### LISTED ENTRIES
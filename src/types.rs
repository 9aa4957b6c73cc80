//! Core domain types for the sync pipeline.
//!
//! Two error layers exist on purpose:
//!
//! - [`SyncError`] — fatal setup failures (unreadable source lists, bad
//!   configuration). These abort the run before any network activity.
//! - [`ItemError`] — per-item failures during fetch or extraction. These are
//!   converted into an [`IngestionOutcome`] record and the batch continues.
//!
//! Backend rejections never surface as errors at all: the ingestion client
//! folds them directly into a failed [`IngestionOutcome`].

use std::fmt;
use std::path::PathBuf;

use serde::{Deserialize, Serialize};
use thiserror::Error;

// ── Source items ───────────────────────────────────────────────────────

/// The two kinds of sources the pipeline knows how to ingest.
#[derive(Debug, Clone, Copy, PartialEq, Eq, Hash, Serialize, Deserialize)]
#[serde(rename_all = "snake_case")]
pub enum SourceKind {
    /// A rendered web page whose content region is scraped to markdown.
    Page,
    /// A PDF downloaded verbatim and uploaded as a file.
    PdfFile,
}

impl fmt::Display for SourceKind {
    fn fmt(&self, f: &mut fmt::Formatter<'_>) -> fmt::Result {
        match self {
            Self::Page => write!(f, "page"),
            Self::PdfFile => write!(f, "pdf"),
        }
    }
}

/// A single entry from one of the source lists.
///
/// The URL is kept as the raw string from the list file. The loader performs
/// no well-formedness validation; a malformed URL surfaces downstream as a
/// per-item fetch failure.
#[derive(Debug, Clone, PartialEq, Eq, Serialize, Deserialize)]
pub struct SourceItem {
    pub url: String,
    pub kind: SourceKind,
}

impl SourceItem {
    pub fn new(url: impl Into<String>, kind: SourceKind) -> Self {
        Self {
            url: url.into(),
            kind,
        }
    }
}

// ── Extracted content ──────────────────────────────────────────────────

/// A page successfully reduced to its markdown representation.
#[derive(Debug, Clone, PartialEq, Eq)]
pub struct ExtractedDocument {
    pub source_url: String,
    pub markdown: String,
}

/// A downloaded binary document ready for multipart upload.
///
/// The filename is derived from the final path segment of the URL
/// (percent-decoded), falling back to `"file.pdf"` when empty. The bytes are
/// passed through unchanged; no sniffing against the declared mime type.
#[derive(Debug, Clone, PartialEq, Eq)]
pub struct BinaryPayload {
    pub source_url: String,
    pub filename: String,
    pub bytes: Vec<u8>,
    pub mime_type: String,
}

// ── Outcomes ───────────────────────────────────────────────────────────

/// What happened to one source item by the end of its pipeline pass.
#[derive(Debug, Clone, Copy, PartialEq, Eq, Serialize, Deserialize)]
#[serde(rename_all = "snake_case")]
pub enum Disposition {
    /// The backend accepted the document.
    Succeeded,
    /// The page had nothing to index (content region absent). Not an error.
    Skipped,
    /// Fetch, extraction, or submission failed.
    Failed,
}

/// The per-item record of a batch run.
///
/// The orchestrator produces exactly one of these for every item it
/// processes, regardless of where in the pipeline the item failed.
#[derive(Debug, Clone, PartialEq, Eq, Serialize, Deserialize)]
pub struct IngestionOutcome {
    pub source_url: String,
    pub kind: SourceKind,
    pub disposition: Disposition,
    /// HTTP status from the last relevant response, when one was received.
    pub status_code: Option<u16>,
    /// Failure or skip detail; `None` for successes.
    pub error_detail: Option<String>,
}

impl IngestionOutcome {
    /// Record a successful ingestion.
    #[must_use]
    pub fn success(source_url: impl Into<String>, kind: SourceKind, status_code: u16) -> Self {
        Self {
            source_url: source_url.into(),
            kind,
            disposition: Disposition::Succeeded,
            status_code: Some(status_code),
            error_detail: None,
        }
    }

    /// Record a non-error skip (nothing to index for this item).
    #[must_use]
    pub fn skipped(
        source_url: impl Into<String>,
        kind: SourceKind,
        detail: impl Into<String>,
    ) -> Self {
        Self {
            source_url: source_url.into(),
            kind,
            disposition: Disposition::Skipped,
            status_code: None,
            error_detail: Some(detail.into()),
        }
    }

    /// Record a failure at any stage of the item's pipeline.
    #[must_use]
    pub fn failure(
        source_url: impl Into<String>,
        kind: SourceKind,
        status_code: Option<u16>,
        detail: impl Into<String>,
    ) -> Self {
        Self {
            source_url: source_url.into(),
            kind,
            disposition: Disposition::Failed,
            status_code,
            error_detail: Some(detail.into()),
        }
    }

    /// Returns `true` if the backend accepted the document.
    #[must_use]
    pub fn succeeded(&self) -> bool {
        self.disposition == Disposition::Succeeded
    }

    /// Returns `true` if the item was skipped without error.
    #[must_use]
    pub fn is_skipped(&self) -> bool {
        self.disposition == Disposition::Skipped
    }

    /// Returns `true` if the item failed.
    #[must_use]
    pub fn is_failed(&self) -> bool {
        self.disposition == Disposition::Failed
    }
}

// ── Per-item errors ────────────────────────────────────────────────────

/// Recoverable failure while fetching or extracting one item.
///
/// These never abort the batch; the orchestrator turns them into an
/// [`IngestionOutcome`] and moves on.
#[derive(Debug, Error)]
pub enum ItemError {
    /// Transport failure or non-2xx response fetching a source document.
    #[error("fetch failed: {detail}")]
    Fetch {
        /// Response status, when the server answered at all.
        status: Option<u16>,
        detail: String,
    },

    /// The page was fetched but lacks the expected content-region marker.
    ///
    /// Expected for some pages; recorded as a skip, never retried.
    #[error("content region not found in page")]
    ContentRegionMissing,
}

impl ItemError {
    /// Build a fetch error from a transport-level `reqwest` failure,
    /// capturing the error at the point it occurred.
    pub(crate) fn from_transport(err: reqwest::Error) -> Self {
        Self::Fetch {
            status: err.status().map(|s| s.as_u16()),
            detail: err.to_string(),
        }
    }

    /// Build a fetch error for a non-2xx response.
    pub(crate) fn from_status(status: reqwest::StatusCode) -> Self {
        Self::Fetch {
            status: Some(status.as_u16()),
            detail: format!("unexpected status {status}"),
        }
    }

    /// HTTP status associated with this error, if one was received.
    #[must_use]
    pub fn status(&self) -> Option<u16> {
        match self {
            Self::Fetch { status, .. } => *status,
            Self::ContentRegionMissing => None,
        }
    }
}

// ── Fatal errors ───────────────────────────────────────────────────────

/// Failures that abort the whole run before or during setup.
#[derive(Debug, Error)]
pub enum SyncError {
    /// A source list could not be read. Fatal by design: the run must not
    /// start issuing network requests with a partial view of its inputs.
    #[error("failed to read source list {path}: {source}")]
    SourceLoad {
        path: PathBuf,
        #[source]
        source: std::io::Error,
    },

    /// A configuration value could not be parsed.
    #[error("invalid configuration value for {key}: {message}")]
    Config { key: String, message: String },

    /// The content-region marker is not a valid CSS selector.
    #[error("invalid content selector '{selector}'")]
    Selector { selector: String },

    /// The shared HTTP client could not be constructed.
    #[error("failed to build HTTP client: {0}")]
    Http(#[from] reqwest::Error),
}

// ── Tests ──────────────────────────────────────────────────────────────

### WORK REQUEST
Copy the records exactly, keeping every word in place.

### RESPONSE AREA
filename src/types.rs
repository 9aa4957b6c73cc80
//! Core domain types for the sync pipeline.
//!
//! Two error layers exist on purpose:
//!
//! - [`SyncError`] — fatal setup failures (unreadable source lists, bad
//!   configuration). These abort the run before any network activity.
//! - [`ItemError`] — per-item failures during fetch or extraction. These are
//!   converted into an [`IngestionOutcome`] record and the batch continues.
//!
//! Backend rejections never surface as errors at all: the ingestion client
//! folds them directly into a failed [`IngestionOutcome`].

use std::fmt;
use std::path::PathBuf;

use serde::{Deserialize, Serialize};
use thiserror::Error;

// ── Source items ───────────────────────────────────────────────────────

/// The two kinds of sources the pipeline knows how to ingest.
#[derive(Debug, Clone, Copy, PartialEq, Eq, Hash, Serialize, Deserialize)]
#[serde(rename_all = "snake_case")]
pub enum SourceKind {
    /// A rendered web page whose content region is scraped to markdown.
    Page,
    /// A PDF downloaded verbatim and uploaded as a file.
    PdfFile,
}

impl fmt::Display for SourceKind {
    fn fmt(&self, f: &mut fmt::Formatter<'_>) -> fmt::Result {
        match self {
            Self::Page => write!(f, "page"),
            Self::PdfFile => write!(f, "pdf"),
        }
    }
}

/// A single entry from one of the source lists.
///
/// The URL is kept as the raw string from the list file. The loader performs
/// no well-formedness validation; a malformed URL surfaces downstream as a
/// per-item fetch failure.
#[derive(Debug, Clone, PartialEq, Eq, Serialize, Deserialize)]
pub struct SourceItem {
    pub url: String,
    pub kind: SourceKind,
}

impl SourceItem {
    pub fn new(url: impl Into<String>, kind: SourceKind) -> Self {
        Self {
            url: url.into(),
            kind,
        }
    }
}

// ── Extracted content ──────────────────────────────────────────────────

/// A page successfully reduced to its markdown representation.
#[derive(Debug, Clone, PartialEq, Eq)]
pub struct ExtractedDocument {
    pub source_url: String,
    pub markdown: String,
}

/// A downloaded binary document ready for multipart upload.
///
/// The filename is derived from the final path segment of the URL
/// (percent-decoded), falling back to `"file.pdf"` when empty. The bytes are
/// passed through unchanged; no sniffing against the declared mime type.
#[derive(Debug, Clone, PartialEq, Eq)]
pub struct BinaryPayload {
    pub source_url: String,
    pub filename: String,
    pub bytes: Vec<u8>,
    pub mime_type: String,
}

// ── Outcomes ───────────────────────────────────────────────────────────

/// What happened to one source item by the end of its pipeline pass.
#[derive(Debug, Clone, Copy, PartialEq, Eq, Serialize, Deserialize)]
#[serde(rename_all = "snake_case")]
pub enum Disposition {
    /// The backend accepted the document.
    Succeeded,
    /// The page had nothing to index (content region absent). Not an error.
    Skipped,
    /// Fetch, extraction, or submission failed.
    Failed,
}

/// The per-item record of a batch run.
///
/// The orchestrator produces exactly one of these for every item it
/// processes, regardless of where in the pipeline the item failed.
#[derive(Debug, Clone, PartialEq, Eq, Serialize, Deserialize)]
pub struct IngestionOutcome {
    pub source_url: String,
    pub kind: SourceKind,
    pub disposition: Disposition,
    /// HTTP status from the last relevant response, when one was received.
    pub status_code: Option<u16>,
    /// Failure or skip detail; `None` for successes.
    pub error_detail: Option<String>,
}

impl IngestionOutcome {
    /// Record a successful ingestion.
    #[must_use]
    pub fn success(source_url: impl Into<String>, kind: SourceKind, status_code: u16) -> Self {
        Self {
            source_url: source_url.into(),
            kind,
            disposition: Disposition::Succeeded,
            status_code: Some(status_code),
            error_detail: None,
        }
    }

    /// Record a non-error skip (nothing to index for this item).
    #[must_use]
    pub fn skipped(
        source_url: impl Into<String>,
        kind: SourceKind,
        detail: impl Into<String>,
    ) -> Self {
        Self {
            source_url: source_url.into(),
            kind,
            disposition: Disposition::Skipped,
            status_code: None,
            error_detail: Some(detail.into()),
        }
    }

    /// Record a failure at any stage of the item's pipeline.
    #[must_use]
    pub fn failure(
        source_url: impl Into<String>,
        kind: SourceKind,
        status_code: Option<u16>,
        detail: impl Into<String>,
    ) -> Self {
        Self {
            source_url: source_url.into(),
            kind,
            disposition: Disposition::Failed,
            status_code,
            error_detail: Some(detail.into()),
        }
    }

    /// Returns `true` if the backend accepted the document.
    #[must_use]
    pub fn succeeded(&self) -> bool {
        self.disposition == Disposition::Succeeded
    }

    /// Returns `true` if the item was skipped without error.
    #[must_use]
    pub fn is_skipped(&self) -> bool {
        self.disposition == Disposition::Skipped
    }

    /// Returns `true` if the item failed.
    #[must_use]
    pub fn is_failed(&self) -> bool {
        self.disposition == Disposition::Failed
    }
}

// ── Per-item errors ────────────────────────────────────────────────────

/// Recoverable failure while fetching or extracting one item.
///
/// These never abort the batch; the orchestrator turns them into an
/// [`IngestionOutcome`] and moves on.
#[derive(Debug, Error)]
pub enum ItemError {
    /// Transport failure or non-2xx response fetching a source document.
    #[error("fetch failed: {detail}")]
    Fetch {
        /// Response status, when the server answered at all.
        status: Option<u16>,
        detail: String,
    },

    /// The page was fetched but lacks the expected content-region marker.
    ///
    /// Expected for some pages; recorded as a skip, never retried.
    #[error("content region not found in page")]
    ContentRegionMissing,
}

impl ItemError {
    /// Build a fetch error from a transport-level `reqwest` failure,
    /// capturing the error at the point it occurred.
    pub(crate) fn from_transport(err: reqwest::Error) -> Self {
        Self::Fetch {
            status: err.status().map(|s| s.as_u16()),
            detail: err.to_string(),
        }
    }

    /// Build a fetch error for a non-2xx response.
    pub(crate) fn from_status(status: reqwest::StatusCode) -> Self {
        Self::Fetch {
            status: Some(status.as_u16()),
            detail: format!("unexpected status {status}"),
        }
    }

    /// HTTP status associated with this error, if one was received.
    #[must_use]
    pub fn status(&self) -> Option<u16> {
        match self {
            Self::Fetch { status, .. } => *status,
            Self::ContentRegionMissing => None,
        }
    }
}

// ── Fatal errors ───────────────────────────────────────────────────────

/// Failures that abort the whole run before or during setup.
#[derive(Debug, Error)]
pub enum SyncError {
    /// A source list could not be read. Fatal by design: the run must not
    /// start issuing network requests with a partial view of its inputs.
    #[error("failed to read source list {path}: {source}")]
    SourceLoad {
        path: PathBuf,
        #[source]
        source: std::io::Error,
    },

    /// A configuration value could not be parsed.
    #[error("invalid configuration value for {key}: {message}")]
    Config { key: String, message: String },

    /// The content-region marker is not a valid CSS selector.
    #[error("invalid content selector '{selector}'")]
    Selector { selector: String },

    /// The shared HTTP client could not be constructed.
    #[error("failed to build HTTP client: {0}")]
    Http(#[from] reqwest::Error),
}

// ── Tests ──────────────────────────────────────────────────────────────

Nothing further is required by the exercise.